Work to be completed
Your result should be every line of the records below that contains the word "false".

◆ ◆ ◆ ◆ ◆

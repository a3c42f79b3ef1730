//! Fixtures shared by the CLI unit and behaviour tests.

use camino::{Utf8Path, Utf8PathBuf};
use loadwise_core::{LoadRequest, Order, Truck};
use tempfile::TempDir;

/// Write `contents` to `path`, panicking on failure.
pub(super) fn write_utf8(path: &Utf8Path, contents: &[u8]) {
    std::fs::write(path, contents).expect("write test file");
}

/// Temporary workspace with a conventional request location.
#[derive(Debug)]
pub(super) struct Workspace {
    _dir: TempDir,
    root: Utf8PathBuf,
}

impl Workspace {
    pub(super) fn new() -> Self {
        let dir = TempDir::new().expect("tempdir");
        let root = Utf8PathBuf::from_path_buf(dir.path().to_path_buf()).expect("utf-8 workspace");
        Self { _dir: dir, root }
    }

    pub(super) fn root(&self) -> &Utf8Path {
        &self.root
    }

    pub(super) fn request_path(&self) -> Utf8PathBuf {
        self.root.join("request.json")
    }
}

/// The hazmat lane example: orders A and B share a lane, C is hazmat.
pub(super) fn sample_request() -> LoadRequest {
    LoadRequest {
        truck: Truck {
            id: "truck-123".to_owned(),
            max_weight_lbs: 44_000,
            max_volume_cuft: 3_000,
        },
        orders: vec![
            order("A", 250_000, 18_000, 1_200, ("2025-12-05", "2025-12-09"), false),
            order("B", 180_000, 12_000, 900, ("2025-12-04", "2025-12-10"), false),
            order("C", 320_000, 20_000, 1_500, ("2025-12-06", "2025-12-08"), true),
        ],
    }
}

fn order(
    id: &str,
    payout_cents: u64,
    weight_lbs: u32,
    volume_cuft: u32,
    (pickup, delivery): (&str, &str),
    is_hazmat: bool,
) -> Order {
    Order {
        id: id.to_owned(),
        payout_cents,
        weight_lbs,
        volume_cuft,
        origin: "Los Angeles, CA".to_owned(),
        destination: "Dallas, TX".to_owned(),
        pickup_date: pickup.parse().expect("pickup date"),
        delivery_date: delivery.parse().expect("delivery date"),
        is_hazmat,
    }
}

/// Serialise `request` into the workspace's request file.
pub(super) fn write_request(path: &Utf8Path, request: &LoadRequest) {
    let payload = serde_json::to_string_pretty(request).expect("serialise request");
    write_utf8(path, payload.as_bytes());
}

◆ ◆ ◆ ◆ ◆

Exercise result
            order("A", 250_000, 18_000, 1_200, ("2025-12-05", "2025-12-09"), false),
            order("B", 180_000, 12_000, 900, ("2025-12-04", "2025-12-10"), false),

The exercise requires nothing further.